• [Instructions to follow]:
Repeat exactly the lines of the listing below, please, starting with the first and ending with the line containing "user dismisses it."; leave out the rest.

• [Information]:
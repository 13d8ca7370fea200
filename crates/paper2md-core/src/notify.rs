use std::sync::{Arc, Mutex};

/// User-facing notification facility.
///
/// `notice` is transient and never blocks the workflow; `alert` is the
/// blocking kind used for camera acquisition failures and stays visible until
/// the user dismisses it.
pub trait Notifier: Send + Sync {
    fn notice(&self, message: &str);
    fn alert(&self, message: &str);
}

/// Notifier that only emits tracing events.
#[derive(Debug, Default, Clone, Copy)]
pub struct TracingNotifier;

impl Notifier for TracingNotifier {
    fn notice(&self, message: &str) {
        tracing::info!(target: "paper2md::notice", "{message}");
    }

    fn alert(&self, message: &str) {
        tracing::warn!(target: "paper2md::alert", "{message}");
    }
}

#[derive(Debug, Default)]
struct Board {
    alert: Option<String>,
    notices: Vec<String>,
}

/// Collects notifications so the TUI can show the alert popup and the caller
/// can print notices once the dialog is gone.
#[derive(Debug, Default, Clone)]
pub struct NoticeBoard {
    inner: Arc<Mutex<Board>>,
}

impl NoticeBoard {
    pub fn new() -> Self {
        Self::default()
    }

    pub fn current_alert(&self) -> Option<String> {
        self.inner.lock().ok().and_then(|b| b.alert.clone())
    }

    pub fn take_alert(&self) -> Option<String> {
        self.inner.lock().ok().and_then(|mut b| b.alert.take())
    }

    pub fn take_notices(&self) -> Vec<String> {
        self.inner
            .lock()
            .map(|mut b| std::mem::take(&mut b.notices))
            .unwrap_or_default()
    }

    pub fn notices(&self) -> Vec<String> {
        self.inner
            .lock()
            .map(|b| b.notices.clone())
            .unwrap_or_default()
    }
}

impl Notifier for NoticeBoard {
    fn notice(&self, message: &str) {
        TracingNotifier.notice(message);
        if let Ok(mut board) = self.inner.lock() {
            board.notices.push(message.to_string());
        }
    }

    fn alert(&self, message: &str) {
        TracingNotifier.alert(message);
        if let Ok(mut board) = self.inner.lock() {
            board.alert = Some(message.to_string());
        }
    }
}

• [Result for this exercise]:
repository 13d8ca7370fea200
filename crates/paper2md-core/src/notify.rs
use std::sync::{Arc, Mutex};

/// User-facing notification facility.
///
/// `notice` is transient and never blocks the workflow; `alert` is the
/// blocking kind used for camera acquisition failures and stays visible until
/// the user dismisses it.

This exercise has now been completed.